6. En premier lieu, par un arrêté du 20 septembre 2021, publié le lendemain au recueil administratif spécial de la préfecture, le préfet de la Haute-Garonne a donné délégation à Mme G... D..., directrice des migrations et de l'intégration, pour signer les décisions relatives à la police des étrangers. Par suite, les moyens tirés de l'incompétence de l'auteur des actes manquent en fait.

7. En deuxième lieu, les arrêtés contestés visent les dispositions et stipulations dont ils font application, rappellent les conditions de l'entrée et du séjour des intéressés en France, les étapes de la procédure d'examen de leurs demandes d'asile et les principaux éléments de leurs situations personnelle et familiale. Ces arrêtés précisent que les requérants n'établissent pas être exposés à des traitements inhumains ou dégradants en Guinée. Par suite, les moyens tirés du défaut de motivation de ces arrêtés doivent être écartés.

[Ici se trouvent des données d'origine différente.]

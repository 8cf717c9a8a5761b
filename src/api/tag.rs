//! Tag management.

// crates.io
use serde_json::Value;
// self
use crate::{
	_prelude::*,
	api::WorkClient,
	auth::UserId,
	http::ApiHttpClient,
	transport::{ApiRequest, TransportErrorMapper},
};

#[derive(Serialize)]
struct CreateBody<'a> {
	tagname: &'a str,
	#[serde(skip_serializing_if = "Option::is_none")]
	tagid: Option<i64>,
}

#[derive(Serialize)]
struct RenameBody<'a> {
	tagid: i64,
	tagname: &'a str,
}

#[derive(Serialize)]
struct MembersBody<'a> {
	tagid: i64,
	userlist: &'a [UserId],
}

/// `POST tag/create`; the platform assigns an id when `tag_id` is `None`.
pub fn create(name: &str, tag_id: Option<i64>) -> Result<ApiRequest> {
	ApiRequest::post_json("tag/create", &CreateBody { tagname: name, tagid: tag_id })
}

/// `POST tag/update`.
pub fn update_name(tag_id: i64, name: &str) -> Result<ApiRequest> {
	ApiRequest::post_json("tag/update", &RenameBody { tagid: tag_id, tagname: name })
}

/// `GET tag/delete`.
pub fn delete(tag_id: i64) -> ApiRequest {
	ApiRequest::get("tag/delete").query("tagid", tag_id)
}

/// `GET tag/list`.
pub fn list() -> ApiRequest {
	ApiRequest::get("tag/list")
}

/// `GET tag/get`.
pub fn get_users(tag_id: i64) -> ApiRequest {
	ApiRequest::get("tag/get").query("tagid", tag_id)
}

/// `POST tag/addtagusers`.
pub fn add_users(tag_id: i64, users: &[UserId]) -> Result<ApiRequest> {
	ApiRequest::post_json("tag/addtagusers", &MembersBody { tagid: tag_id, userlist: users })
}

/// `POST tag/deltagusers`.
pub fn delete_users(tag_id: i64, users: &[UserId]) -> Result<ApiRequest> {
	ApiRequest::post_json("tag/deltagusers", &MembersBody { tagid: tag_id, userlist: users })
}

impl<C, M> WorkClient<C, M>
where
	C: ?Sized + ApiHttpClient,
	M: ?Sized + TransportErrorMapper<C::TransportError>,
{
	/// Creates a tag, optionally with a caller-chosen id.
	pub async fn create_tag(&self, name: &str, tag_id: Option<i64>) -> Result<Value> {
		self.call(create(name, tag_id)?).await
	}

	/// Renames a tag.
	pub async fn update_tag_name(&self, tag_id: i64, name: &str) -> Result<Value> {
		self.call(update_name(tag_id, name)?).await
	}

	/// Deletes a tag.
	pub async fn delete_tag(&self, tag_id: i64) -> Result<Value> {
		self.call(delete(tag_id)).await
	}

	/// Lists every tag.
	pub async fn list_tags(&self) -> Result<Value> {
		self.call(list()).await
	}

	/// Lists a tag's members.
	pub async fn get_tag_users(&self, tag_id: i64) -> Result<Value> {
		self.call(get_users(tag_id)).await
	}

	/// Adds members to a tag. Partially invalid lists succeed with an `invalidlist` field.
	pub async fn add_tag_users(&self, tag_id: i64, users: &[UserId]) -> Result<Value> {
		self.call(add_users(tag_id, users)?).await
	}

	/// Removes members from a tag.
	pub async fn delete_tag_users(&self, tag_id: i64, users: &[UserId]) -> Result<Value> {
		self.call(delete_users(tag_id, users)?).await
	}
}
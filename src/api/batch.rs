//! Asynchronous directory jobs.
//!
//! Sync and replace jobs read a CSV file previously uploaded as temporary media; the
//! platform answers with a job id that [`WorkClient::batch_get_result`] polls.

// crates.io
use serde::Serializer;
use serde_json::Value;
// self
use crate::{
	_prelude::*,
	api::WorkClient,
	auth::UserId,
	http::ApiHttpClient,
	transport::{ApiRequest, TransportErrorMapper},
};

/// Members, departments, and tags to invite. Lists are sent `|`-joined.
#[derive(Clone, Debug, Default, PartialEq, Eq, Serialize)]
pub struct InviteTargets {
	/// Members to invite.
	#[serde(skip_serializing_if = "Vec::is_empty", serialize_with = "join_ids")]
	pub touser: Vec<UserId>,
	/// Departments whose members are invited.
	#[serde(skip_serializing_if = "Vec::is_empty", serialize_with = "join_ids")]
	pub toparty: Vec<i64>,
	/// Tags whose members are invited.
	#[serde(skip_serializing_if = "Vec::is_empty", serialize_with = "join_ids")]
	pub totag: Vec<i64>,
	/// Message shown in the invitation.
	#[serde(skip_serializing_if = "Option::is_none")]
	pub invite_tips: Option<String>,
}

/// Endpoint the platform notifies once a job finishes.
#[derive(Clone, Debug, PartialEq, Eq, Serialize)]
pub struct TaskCallback {
	/// Callback URL.
	pub url: String,
	/// Token used to sign the notification.
	pub token: String,
	/// Key used to encrypt the notification.
	pub encodingaeskey: String,
}

/// Job handle returned by batch endpoints.
#[derive(Clone, Debug, PartialEq, Eq, Deserialize)]
pub struct BatchJob {
	/// Identifier to poll with [`WorkClient::batch_get_result`].
	pub jobid: String,
}

#[derive(Serialize)]
struct InviteBody<'a> {
	#[serde(flatten)]
	targets: &'a InviteTargets,
	#[serde(skip_serializing_if = "Option::is_none")]
	callback: Option<&'a TaskCallback>,
}

#[derive(Serialize)]
struct MediaJobBody<'a> {
	media_id: &'a str,
	#[serde(skip_serializing_if = "Option::is_none")]
	callback: Option<&'a TaskCallback>,
}

/// `POST batch/inviteuser`.
pub fn invite_user(targets: &InviteTargets, callback: Option<&TaskCallback>) -> Result<ApiRequest> {
	ApiRequest::post_json("batch/inviteuser", &InviteBody { targets, callback })
}

/// `POST batch/syncuser`.
pub fn sync_user(media_id: &str, callback: Option<&TaskCallback>) -> Result<ApiRequest> {
	ApiRequest::post_json("batch/syncuser", &MediaJobBody { media_id, callback })
}

/// `POST batch/replaceuser`.
pub fn replace_user(media_id: &str, callback: Option<&TaskCallback>) -> Result<ApiRequest> {
	ApiRequest::post_json("batch/replaceuser", &MediaJobBody { media_id, callback })
}

/// `POST batch/replaceparty`.
pub fn replace_party(media_id: &str, callback: Option<&TaskCallback>) -> Result<ApiRequest> {
	ApiRequest::post_json("batch/replaceparty", &MediaJobBody { media_id, callback })
}

/// `GET batch/getresult`.
pub fn get_result(job_id: &str) -> ApiRequest {
	ApiRequest::get("batch/getresult").query("jobid", job_id)
}

fn join_ids<I, S>(ids: I, serializer: S) -> Result<S::Ok, S::Error>
where
	I: IntoIterator,
	I::Item: Display,
	S: Serializer,
{
	let joined = ids.into_iter().map(|id| id.to_string()).collect::<Vec<_>>().join("|");

	serializer.serialize_str(&joined)
}

impl<C, M> WorkClient<C, M>
where
	C: ?Sized + ApiHttpClient,
	M: ?Sized + TransportErrorMapper<C::TransportError>,
{
	/// Invites members to follow the corp account.
	pub async fn batch_invite_user(
		&self,
		targets: &InviteTargets,
		callback: Option<&TaskCallback>,
	) -> Result<BatchJob> {
		self.call_as(invite_user(targets, callback)?).await
	}

	/// Adds or updates members from an uploaded CSV.
	pub async fn batch_sync_user(
		&self,
		media_id: &str,
		callback: Option<&TaskCallback>,
	) -> Result<BatchJob> {
		self.call_as(sync_user(media_id, callback)?).await
	}

	/// Replaces the member directory with an uploaded CSV.
	pub async fn batch_replace_user(
		&self,
		media_id: &str,
		callback: Option<&TaskCallback>,
	) -> Result<BatchJob> {
		self.call_as(replace_user(media_id, callback)?).await
	}

	/// Replaces the department tree with an uploaded CSV.
	pub async fn batch_replace_party(
		&self,
		media_id: &str,
		callback: Option<&TaskCallback>,
	) -> Result<BatchJob> {
		self.call_as(replace_party(media_id, callback)?).await
	}

	/// Polls a job's progress and per-row results.
	pub async fn batch_get_result(&self, job_id: &str) -> Result<Value> {
		self.call(get_result(job_id)).await
	}
}

#[cfg(test)]
mod tests {
	// crates.io
	use serde_json::json;
	// self
	use super::*;

	fn callback() -> TaskCallback {
		TaskCallback {
			url: "https://corp.example.com/jobs".into(),
			token: "cb-token".into(),
			encodingaeskey: "aes-key".into(),
		}
	}

	#[test]
	fn invite_targets_are_pipe_joined_and_sparse() {
		let targets = InviteTargets {
			touser: vec![
				UserId::new("zhangsan").expect("User fixture should be valid."),
				UserId::new("lisi").expect("User fixture should be valid."),
			],
			totag: vec![3],
			..Default::default()
		};
		let request = invite_user(&targets, Some(&callback())).expect("Invite body should serialize.");

		assert_eq!(request.path, "batch/inviteuser");
		assert_eq!(
			request.body,
			Some(json!({
				"touser": "zhangsan|lisi",
				"totag": "3",
				"callback": {
					"url": "https://corp.example.com/jobs",
					"token": "cb-token",
					"encodingaeskey": "aes-key"
				}
			}))
		);
	}

	#[test]
	fn media_jobs_omit_a_missing_callback() {
		let request = replace_party("media-42", None).expect("Job body should serialize.");

		assert_eq!(request.path, "batch/replaceparty");
		assert_eq!(request.body, Some(json!({ "media_id": "media-42" })));
	}
}
//! Wall-clock sources for expiry decisions.

// self
use crate::_prelude::*;

/// Source of the current instant.
///
/// Expiry instants are wall-clock values because credentials may be persisted in stores that
/// outlive the process.
pub trait Clock
where
	Self: Send + Sync,
{
	/// Returns the current instant.
	fn now(&self) -> OffsetDateTime;
}

/// [`Clock`] backed by the system's UTC time.
#[derive(Clone, Copy, Debug, Default)]
pub struct SystemClock;
impl Clock for SystemClock {
	fn now(&self) -> OffsetDateTime {
		OffsetDateTime::now_utc()
	}
}

/// Manually driven [`Clock`] for deterministic tests and simulations.
#[derive(Clone, Debug)]
pub struct ManualClock(Arc<Mutex<OffsetDateTime>>);
impl ManualClock {
	/// Starts the clock at `instant`.
	pub fn new(instant: OffsetDateTime) -> Self {
		Self(Arc::new(Mutex::new(instant)))
	}

	/// Moves the clock forward by `delta`.
	pub fn advance(&self, delta: Duration) {
		*self.0.lock() += delta;
	}

	/// Jumps the clock to `instant`.
	pub fn set(&self, instant: OffsetDateTime) {
		*self.0.lock() = instant;
	}
}
impl Clock for ManualClock {
	fn now(&self) -> OffsetDateTime {
		*self.0.lock()
	}
}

8. En troisième lieu, Mme B... est mariée dans son pays d'origine et a déclaré avoir deux enfants avec M. C..., lesquels résident en Guinée. Les intéressés sont entrés en France à une date récente, en 2017 pour Mme B... à l'âge de 31 ans et 2019 pour M. C... à l'âge de 39 ans, leurs demandes d'asile ont été rejetées et ils ne justifient pas de liens et d'insertion d'une particulière intensité en France. Dans ces conditions, les moyens selon lesquels les décisions contestées auraient porté une atteinte disproportionnée à leur droit au respect de leur vie privée et familiale en méconnaissance de l'article 8 de la convention européenne de sauvegarde des droits de l'homme et des libertés fondamentales et seraient entachées d'erreur manifeste d'appréciation au regard de leurs conséquences sur leurs situations personnelles, doivent être écartés.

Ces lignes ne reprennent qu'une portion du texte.